What you are asked to do =>
Please copy the leading lines of the entries below exactly, concluding with the line in which "bool, detail: String" occurs.

Material to process =>
------------------------------------------------
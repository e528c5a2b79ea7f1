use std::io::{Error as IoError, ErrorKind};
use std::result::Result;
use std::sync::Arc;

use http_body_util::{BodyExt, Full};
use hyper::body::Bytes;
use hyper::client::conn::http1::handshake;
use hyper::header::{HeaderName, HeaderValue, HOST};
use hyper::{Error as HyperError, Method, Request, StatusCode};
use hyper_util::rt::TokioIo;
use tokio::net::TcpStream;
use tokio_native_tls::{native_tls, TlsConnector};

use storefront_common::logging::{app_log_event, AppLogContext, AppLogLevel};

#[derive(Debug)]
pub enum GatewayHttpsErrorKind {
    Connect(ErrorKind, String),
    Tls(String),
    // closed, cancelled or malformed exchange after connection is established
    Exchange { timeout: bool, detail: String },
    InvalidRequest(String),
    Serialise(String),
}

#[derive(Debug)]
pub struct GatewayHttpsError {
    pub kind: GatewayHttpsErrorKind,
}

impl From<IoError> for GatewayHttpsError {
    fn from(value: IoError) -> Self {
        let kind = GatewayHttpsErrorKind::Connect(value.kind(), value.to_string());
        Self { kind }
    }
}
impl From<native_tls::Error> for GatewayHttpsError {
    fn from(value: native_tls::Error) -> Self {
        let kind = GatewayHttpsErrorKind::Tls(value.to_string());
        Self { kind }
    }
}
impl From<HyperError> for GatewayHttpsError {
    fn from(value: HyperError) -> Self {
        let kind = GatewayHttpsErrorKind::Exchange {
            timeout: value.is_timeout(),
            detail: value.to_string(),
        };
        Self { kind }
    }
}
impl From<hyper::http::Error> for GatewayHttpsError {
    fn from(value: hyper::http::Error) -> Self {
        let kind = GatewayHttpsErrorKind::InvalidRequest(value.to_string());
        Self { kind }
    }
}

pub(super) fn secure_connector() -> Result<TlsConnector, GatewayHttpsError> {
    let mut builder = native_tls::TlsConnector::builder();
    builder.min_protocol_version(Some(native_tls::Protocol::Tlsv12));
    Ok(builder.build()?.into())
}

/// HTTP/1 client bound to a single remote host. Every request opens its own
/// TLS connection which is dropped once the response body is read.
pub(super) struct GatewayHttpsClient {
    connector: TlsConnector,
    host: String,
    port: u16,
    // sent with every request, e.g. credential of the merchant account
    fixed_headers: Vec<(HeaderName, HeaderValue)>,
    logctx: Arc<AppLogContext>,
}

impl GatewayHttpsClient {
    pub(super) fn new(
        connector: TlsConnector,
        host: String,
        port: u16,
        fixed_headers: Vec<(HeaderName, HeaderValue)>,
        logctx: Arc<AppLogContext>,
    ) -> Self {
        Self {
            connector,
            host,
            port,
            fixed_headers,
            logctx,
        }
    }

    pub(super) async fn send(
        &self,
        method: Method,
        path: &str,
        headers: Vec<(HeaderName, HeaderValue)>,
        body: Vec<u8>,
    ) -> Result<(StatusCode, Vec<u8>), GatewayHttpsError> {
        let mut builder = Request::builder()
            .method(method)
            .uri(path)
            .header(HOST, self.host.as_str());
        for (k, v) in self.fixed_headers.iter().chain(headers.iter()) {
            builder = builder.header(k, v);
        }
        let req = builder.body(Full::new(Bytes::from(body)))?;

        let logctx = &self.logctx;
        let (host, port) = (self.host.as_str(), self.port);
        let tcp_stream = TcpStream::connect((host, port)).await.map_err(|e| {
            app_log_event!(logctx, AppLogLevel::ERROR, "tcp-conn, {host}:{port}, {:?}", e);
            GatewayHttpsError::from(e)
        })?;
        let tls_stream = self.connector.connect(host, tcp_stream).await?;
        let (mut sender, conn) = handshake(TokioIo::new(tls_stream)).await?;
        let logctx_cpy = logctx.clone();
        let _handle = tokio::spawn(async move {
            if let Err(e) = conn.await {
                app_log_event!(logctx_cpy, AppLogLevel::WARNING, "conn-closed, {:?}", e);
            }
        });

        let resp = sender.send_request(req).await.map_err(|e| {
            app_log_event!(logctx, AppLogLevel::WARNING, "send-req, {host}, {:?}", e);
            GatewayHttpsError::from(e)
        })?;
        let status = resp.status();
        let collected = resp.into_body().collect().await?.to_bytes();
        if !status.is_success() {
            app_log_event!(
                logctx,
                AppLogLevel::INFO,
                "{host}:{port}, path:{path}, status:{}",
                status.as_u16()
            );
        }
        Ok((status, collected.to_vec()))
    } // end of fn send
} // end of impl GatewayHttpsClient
------------------------------------------------
Response to the exercise =>
repository e528c5a2b79ea7f1
use std::io::{Error as IoError, ErrorKind};
use std::result::Result;
use std::sync::Arc;

use http_body_util::{BodyExt, Full};
use hyper::body::Bytes;
use hyper::client::conn::http1::handshake;
use hyper::header::{HeaderName, HeaderValue, HOST};
use hyper::{Error as HyperError, Method, Request, StatusCode};
use hyper_util::rt::TokioIo;
use tokio::net::TcpStream;
use tokio_native_tls::{native_tls, TlsConnector};

use storefront_common::logging::{app_log_event, AppLogContext, AppLogLevel};

#[derive(Debug)]
pub enum GatewayHttpsErrorKind {
    Connect(ErrorKind, String),
    Tls(String),
    // closed, cancelled or malformed exchange after connection is established
    Exchange { timeout: bool, detail: String },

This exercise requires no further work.